→ Records
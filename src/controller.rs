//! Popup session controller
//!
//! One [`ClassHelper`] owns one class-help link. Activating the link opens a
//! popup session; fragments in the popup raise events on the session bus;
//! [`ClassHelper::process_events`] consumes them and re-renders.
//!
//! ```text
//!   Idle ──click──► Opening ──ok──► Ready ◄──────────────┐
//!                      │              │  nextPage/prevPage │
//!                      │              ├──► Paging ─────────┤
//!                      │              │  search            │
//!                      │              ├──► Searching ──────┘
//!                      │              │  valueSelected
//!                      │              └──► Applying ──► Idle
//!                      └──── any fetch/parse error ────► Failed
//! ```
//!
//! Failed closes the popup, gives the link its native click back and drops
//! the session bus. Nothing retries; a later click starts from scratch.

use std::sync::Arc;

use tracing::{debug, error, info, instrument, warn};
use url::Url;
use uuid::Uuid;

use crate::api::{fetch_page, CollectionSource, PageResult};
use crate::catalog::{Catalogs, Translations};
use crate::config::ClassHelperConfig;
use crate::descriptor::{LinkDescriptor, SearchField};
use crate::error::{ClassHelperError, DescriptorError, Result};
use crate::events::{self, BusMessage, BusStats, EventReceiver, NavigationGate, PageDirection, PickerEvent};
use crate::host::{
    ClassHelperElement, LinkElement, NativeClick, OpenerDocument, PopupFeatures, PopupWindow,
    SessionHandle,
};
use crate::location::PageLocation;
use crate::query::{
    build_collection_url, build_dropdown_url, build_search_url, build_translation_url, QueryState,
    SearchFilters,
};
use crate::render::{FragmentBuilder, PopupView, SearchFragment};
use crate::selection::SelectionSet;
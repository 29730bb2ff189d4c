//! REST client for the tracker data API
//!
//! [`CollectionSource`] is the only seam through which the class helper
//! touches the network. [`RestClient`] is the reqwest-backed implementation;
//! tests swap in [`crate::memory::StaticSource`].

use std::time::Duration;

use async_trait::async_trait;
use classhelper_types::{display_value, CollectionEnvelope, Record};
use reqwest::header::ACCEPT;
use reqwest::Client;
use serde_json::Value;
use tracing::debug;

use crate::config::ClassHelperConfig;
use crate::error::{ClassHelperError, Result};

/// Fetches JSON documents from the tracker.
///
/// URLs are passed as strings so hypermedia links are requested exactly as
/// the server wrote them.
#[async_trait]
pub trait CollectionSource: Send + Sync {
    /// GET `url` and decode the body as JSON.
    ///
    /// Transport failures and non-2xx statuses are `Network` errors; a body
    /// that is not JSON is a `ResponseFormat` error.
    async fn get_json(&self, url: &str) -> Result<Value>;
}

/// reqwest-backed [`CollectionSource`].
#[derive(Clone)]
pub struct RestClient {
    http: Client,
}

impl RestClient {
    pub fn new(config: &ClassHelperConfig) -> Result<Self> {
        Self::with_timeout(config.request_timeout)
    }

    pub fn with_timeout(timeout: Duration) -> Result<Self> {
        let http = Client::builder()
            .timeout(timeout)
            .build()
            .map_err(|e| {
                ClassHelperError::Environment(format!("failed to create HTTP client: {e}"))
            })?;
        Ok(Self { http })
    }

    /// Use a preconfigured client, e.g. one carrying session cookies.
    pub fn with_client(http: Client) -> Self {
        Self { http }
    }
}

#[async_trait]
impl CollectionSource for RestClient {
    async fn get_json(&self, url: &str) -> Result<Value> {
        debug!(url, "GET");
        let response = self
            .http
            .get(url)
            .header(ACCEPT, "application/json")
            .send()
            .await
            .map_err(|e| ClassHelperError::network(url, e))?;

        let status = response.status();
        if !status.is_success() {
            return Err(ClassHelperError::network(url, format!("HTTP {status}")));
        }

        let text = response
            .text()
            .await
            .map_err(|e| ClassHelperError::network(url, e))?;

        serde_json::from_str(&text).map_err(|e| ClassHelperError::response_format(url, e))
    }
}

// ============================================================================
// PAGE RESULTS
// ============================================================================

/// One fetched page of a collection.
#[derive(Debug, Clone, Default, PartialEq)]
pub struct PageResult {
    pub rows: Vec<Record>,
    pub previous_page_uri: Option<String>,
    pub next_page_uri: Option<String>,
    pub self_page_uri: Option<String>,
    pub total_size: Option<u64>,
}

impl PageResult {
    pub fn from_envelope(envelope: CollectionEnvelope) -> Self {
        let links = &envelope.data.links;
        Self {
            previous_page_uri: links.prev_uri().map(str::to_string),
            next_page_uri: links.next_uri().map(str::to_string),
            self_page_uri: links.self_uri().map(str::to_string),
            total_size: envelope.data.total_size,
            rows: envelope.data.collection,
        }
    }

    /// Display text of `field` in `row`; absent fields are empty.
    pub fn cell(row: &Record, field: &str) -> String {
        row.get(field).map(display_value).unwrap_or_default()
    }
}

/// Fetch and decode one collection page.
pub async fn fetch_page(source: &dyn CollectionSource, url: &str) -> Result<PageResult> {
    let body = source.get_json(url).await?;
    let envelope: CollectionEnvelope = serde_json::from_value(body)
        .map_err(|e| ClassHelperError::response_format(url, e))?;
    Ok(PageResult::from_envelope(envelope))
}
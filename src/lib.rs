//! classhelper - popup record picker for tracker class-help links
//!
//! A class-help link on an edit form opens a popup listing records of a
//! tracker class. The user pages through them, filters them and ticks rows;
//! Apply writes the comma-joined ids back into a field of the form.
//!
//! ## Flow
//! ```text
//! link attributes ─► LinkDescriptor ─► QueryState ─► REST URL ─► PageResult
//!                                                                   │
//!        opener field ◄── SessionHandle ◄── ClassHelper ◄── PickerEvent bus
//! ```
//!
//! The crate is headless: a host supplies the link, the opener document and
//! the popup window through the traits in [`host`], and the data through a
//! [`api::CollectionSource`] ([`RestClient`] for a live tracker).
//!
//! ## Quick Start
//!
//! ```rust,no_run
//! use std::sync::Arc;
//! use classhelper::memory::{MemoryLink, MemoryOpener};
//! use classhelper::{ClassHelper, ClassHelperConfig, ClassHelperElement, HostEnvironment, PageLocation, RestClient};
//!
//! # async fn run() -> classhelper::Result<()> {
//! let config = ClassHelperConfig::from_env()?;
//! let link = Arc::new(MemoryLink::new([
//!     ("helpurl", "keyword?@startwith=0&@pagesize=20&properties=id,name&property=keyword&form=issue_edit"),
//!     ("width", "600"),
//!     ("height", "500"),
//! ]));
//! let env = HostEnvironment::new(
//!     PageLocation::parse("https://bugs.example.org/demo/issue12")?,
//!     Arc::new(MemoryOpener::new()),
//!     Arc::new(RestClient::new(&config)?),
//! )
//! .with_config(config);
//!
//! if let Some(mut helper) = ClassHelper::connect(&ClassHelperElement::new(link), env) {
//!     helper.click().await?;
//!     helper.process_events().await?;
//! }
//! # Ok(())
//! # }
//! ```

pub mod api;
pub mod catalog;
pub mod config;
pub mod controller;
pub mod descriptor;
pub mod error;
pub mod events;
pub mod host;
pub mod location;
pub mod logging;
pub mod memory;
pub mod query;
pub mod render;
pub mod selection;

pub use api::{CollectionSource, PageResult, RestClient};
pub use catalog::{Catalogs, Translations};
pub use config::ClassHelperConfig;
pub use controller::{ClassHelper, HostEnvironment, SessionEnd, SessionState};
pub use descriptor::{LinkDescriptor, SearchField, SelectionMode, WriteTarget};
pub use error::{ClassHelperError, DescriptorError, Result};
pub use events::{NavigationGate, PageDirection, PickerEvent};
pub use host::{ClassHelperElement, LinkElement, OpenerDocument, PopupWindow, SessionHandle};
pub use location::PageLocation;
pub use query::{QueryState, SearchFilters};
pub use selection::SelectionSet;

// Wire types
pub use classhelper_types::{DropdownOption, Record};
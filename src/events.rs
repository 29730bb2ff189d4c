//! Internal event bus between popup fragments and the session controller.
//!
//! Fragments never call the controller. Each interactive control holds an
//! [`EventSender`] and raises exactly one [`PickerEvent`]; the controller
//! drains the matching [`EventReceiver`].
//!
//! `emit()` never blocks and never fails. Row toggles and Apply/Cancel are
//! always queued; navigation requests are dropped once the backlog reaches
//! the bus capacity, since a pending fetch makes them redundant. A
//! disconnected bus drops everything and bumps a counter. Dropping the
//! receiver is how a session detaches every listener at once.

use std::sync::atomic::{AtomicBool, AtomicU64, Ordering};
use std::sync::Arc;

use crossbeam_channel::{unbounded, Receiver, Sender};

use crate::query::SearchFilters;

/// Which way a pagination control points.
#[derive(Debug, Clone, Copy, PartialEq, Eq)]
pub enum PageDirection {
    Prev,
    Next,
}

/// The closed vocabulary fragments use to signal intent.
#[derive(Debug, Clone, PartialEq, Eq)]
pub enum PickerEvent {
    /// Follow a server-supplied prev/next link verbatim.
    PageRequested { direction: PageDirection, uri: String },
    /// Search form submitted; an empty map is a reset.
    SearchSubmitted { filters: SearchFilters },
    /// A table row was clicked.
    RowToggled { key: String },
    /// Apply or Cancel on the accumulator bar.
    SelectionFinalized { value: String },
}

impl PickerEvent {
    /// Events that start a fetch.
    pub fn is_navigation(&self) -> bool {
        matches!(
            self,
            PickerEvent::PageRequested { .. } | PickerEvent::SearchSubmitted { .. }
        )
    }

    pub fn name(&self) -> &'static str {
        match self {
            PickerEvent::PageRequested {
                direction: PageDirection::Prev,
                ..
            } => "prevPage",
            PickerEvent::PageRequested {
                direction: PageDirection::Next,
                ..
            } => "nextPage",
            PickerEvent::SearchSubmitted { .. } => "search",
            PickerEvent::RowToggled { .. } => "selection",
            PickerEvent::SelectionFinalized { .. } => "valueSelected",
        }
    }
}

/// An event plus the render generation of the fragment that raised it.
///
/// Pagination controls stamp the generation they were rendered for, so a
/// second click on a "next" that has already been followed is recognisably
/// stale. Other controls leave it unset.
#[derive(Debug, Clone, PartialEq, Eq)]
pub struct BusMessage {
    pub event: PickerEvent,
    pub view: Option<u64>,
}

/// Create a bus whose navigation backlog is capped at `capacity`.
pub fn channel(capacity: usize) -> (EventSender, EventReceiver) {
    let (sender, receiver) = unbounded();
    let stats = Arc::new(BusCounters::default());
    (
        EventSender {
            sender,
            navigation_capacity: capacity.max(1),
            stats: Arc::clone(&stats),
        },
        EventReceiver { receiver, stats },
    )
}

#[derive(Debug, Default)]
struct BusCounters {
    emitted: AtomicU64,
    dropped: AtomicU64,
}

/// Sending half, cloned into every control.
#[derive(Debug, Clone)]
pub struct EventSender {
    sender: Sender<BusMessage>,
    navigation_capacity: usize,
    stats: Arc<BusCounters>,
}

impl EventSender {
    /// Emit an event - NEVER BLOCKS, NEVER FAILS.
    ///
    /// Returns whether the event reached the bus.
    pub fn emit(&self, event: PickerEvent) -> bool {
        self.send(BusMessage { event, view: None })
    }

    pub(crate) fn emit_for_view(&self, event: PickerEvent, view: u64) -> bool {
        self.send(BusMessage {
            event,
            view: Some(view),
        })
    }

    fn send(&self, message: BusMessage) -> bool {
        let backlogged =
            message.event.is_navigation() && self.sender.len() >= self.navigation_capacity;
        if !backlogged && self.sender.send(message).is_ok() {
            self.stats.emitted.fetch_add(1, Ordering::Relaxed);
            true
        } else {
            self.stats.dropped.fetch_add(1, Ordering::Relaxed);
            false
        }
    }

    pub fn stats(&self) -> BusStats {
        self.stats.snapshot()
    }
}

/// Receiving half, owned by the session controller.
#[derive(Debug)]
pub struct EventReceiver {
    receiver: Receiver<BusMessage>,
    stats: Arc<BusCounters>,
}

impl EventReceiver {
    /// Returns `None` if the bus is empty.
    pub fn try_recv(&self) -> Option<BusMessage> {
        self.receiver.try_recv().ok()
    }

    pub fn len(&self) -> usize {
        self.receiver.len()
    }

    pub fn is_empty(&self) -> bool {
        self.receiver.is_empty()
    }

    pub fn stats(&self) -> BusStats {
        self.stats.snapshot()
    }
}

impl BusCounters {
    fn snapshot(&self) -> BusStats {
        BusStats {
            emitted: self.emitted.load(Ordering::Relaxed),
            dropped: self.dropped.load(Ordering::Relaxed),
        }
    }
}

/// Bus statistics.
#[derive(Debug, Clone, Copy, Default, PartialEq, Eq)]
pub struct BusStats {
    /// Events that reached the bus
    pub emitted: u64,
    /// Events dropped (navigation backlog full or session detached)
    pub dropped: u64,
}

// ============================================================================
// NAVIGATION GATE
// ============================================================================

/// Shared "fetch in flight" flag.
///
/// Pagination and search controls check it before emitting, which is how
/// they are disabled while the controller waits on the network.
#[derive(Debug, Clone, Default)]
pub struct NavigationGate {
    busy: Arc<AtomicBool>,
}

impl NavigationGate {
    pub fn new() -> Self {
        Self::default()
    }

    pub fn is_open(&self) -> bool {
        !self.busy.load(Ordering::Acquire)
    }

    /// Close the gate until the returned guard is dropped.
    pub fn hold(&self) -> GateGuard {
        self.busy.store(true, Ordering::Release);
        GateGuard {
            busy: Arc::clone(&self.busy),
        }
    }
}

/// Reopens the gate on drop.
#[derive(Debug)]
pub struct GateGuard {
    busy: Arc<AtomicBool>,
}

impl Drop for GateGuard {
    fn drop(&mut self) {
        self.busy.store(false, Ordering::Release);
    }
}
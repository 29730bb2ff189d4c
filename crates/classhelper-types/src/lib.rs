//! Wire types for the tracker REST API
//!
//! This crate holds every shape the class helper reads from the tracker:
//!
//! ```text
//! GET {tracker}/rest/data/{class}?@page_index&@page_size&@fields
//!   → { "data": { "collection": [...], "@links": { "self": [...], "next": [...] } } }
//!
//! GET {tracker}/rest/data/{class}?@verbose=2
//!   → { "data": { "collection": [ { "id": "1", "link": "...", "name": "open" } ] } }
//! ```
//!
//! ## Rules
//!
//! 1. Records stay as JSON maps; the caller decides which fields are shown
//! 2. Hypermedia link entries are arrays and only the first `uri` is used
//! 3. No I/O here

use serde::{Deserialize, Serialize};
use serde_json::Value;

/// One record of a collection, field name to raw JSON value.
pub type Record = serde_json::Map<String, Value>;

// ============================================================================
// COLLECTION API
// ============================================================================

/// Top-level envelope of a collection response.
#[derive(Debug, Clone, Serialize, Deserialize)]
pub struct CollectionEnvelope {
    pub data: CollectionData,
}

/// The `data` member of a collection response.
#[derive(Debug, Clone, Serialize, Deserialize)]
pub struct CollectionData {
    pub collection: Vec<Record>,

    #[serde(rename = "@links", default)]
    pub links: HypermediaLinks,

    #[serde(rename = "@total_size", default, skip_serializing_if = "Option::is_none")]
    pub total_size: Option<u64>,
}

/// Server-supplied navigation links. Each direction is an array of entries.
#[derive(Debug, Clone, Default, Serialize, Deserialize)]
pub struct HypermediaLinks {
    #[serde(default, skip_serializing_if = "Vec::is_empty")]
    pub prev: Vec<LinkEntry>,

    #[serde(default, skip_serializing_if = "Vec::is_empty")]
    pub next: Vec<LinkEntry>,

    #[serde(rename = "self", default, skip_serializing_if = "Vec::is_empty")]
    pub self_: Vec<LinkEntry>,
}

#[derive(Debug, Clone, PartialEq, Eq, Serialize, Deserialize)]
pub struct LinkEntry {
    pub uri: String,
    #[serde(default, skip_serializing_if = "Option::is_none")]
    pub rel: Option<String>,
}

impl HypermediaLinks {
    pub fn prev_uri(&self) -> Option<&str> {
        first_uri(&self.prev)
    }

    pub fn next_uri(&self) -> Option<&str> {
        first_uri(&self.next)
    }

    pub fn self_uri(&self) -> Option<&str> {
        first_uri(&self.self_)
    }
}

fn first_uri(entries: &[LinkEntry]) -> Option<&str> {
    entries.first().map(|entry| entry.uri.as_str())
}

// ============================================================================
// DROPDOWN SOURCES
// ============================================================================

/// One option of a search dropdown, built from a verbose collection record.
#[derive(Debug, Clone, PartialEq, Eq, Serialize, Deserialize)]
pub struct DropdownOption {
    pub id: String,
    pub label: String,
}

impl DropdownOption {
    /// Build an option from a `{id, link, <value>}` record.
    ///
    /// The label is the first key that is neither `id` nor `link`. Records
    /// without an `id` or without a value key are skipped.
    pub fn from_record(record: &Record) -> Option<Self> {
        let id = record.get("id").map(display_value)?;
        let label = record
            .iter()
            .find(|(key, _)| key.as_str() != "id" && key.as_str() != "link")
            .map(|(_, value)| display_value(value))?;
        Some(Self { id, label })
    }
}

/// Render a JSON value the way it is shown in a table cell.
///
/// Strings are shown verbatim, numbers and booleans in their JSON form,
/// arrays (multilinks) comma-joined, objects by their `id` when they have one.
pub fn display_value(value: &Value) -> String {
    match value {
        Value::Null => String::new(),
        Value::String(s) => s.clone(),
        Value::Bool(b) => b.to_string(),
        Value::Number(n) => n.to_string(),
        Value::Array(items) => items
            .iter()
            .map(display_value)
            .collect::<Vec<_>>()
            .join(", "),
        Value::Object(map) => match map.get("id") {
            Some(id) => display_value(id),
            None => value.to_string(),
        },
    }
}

→ Your objective
Filter the records above and return every line that holds the word "only".

→ Answer to the problem
//! [`CollectionSource`] is the only seam through which the class helper
//! 2. Hypermedia link entries are arrays and only the first `uri` is used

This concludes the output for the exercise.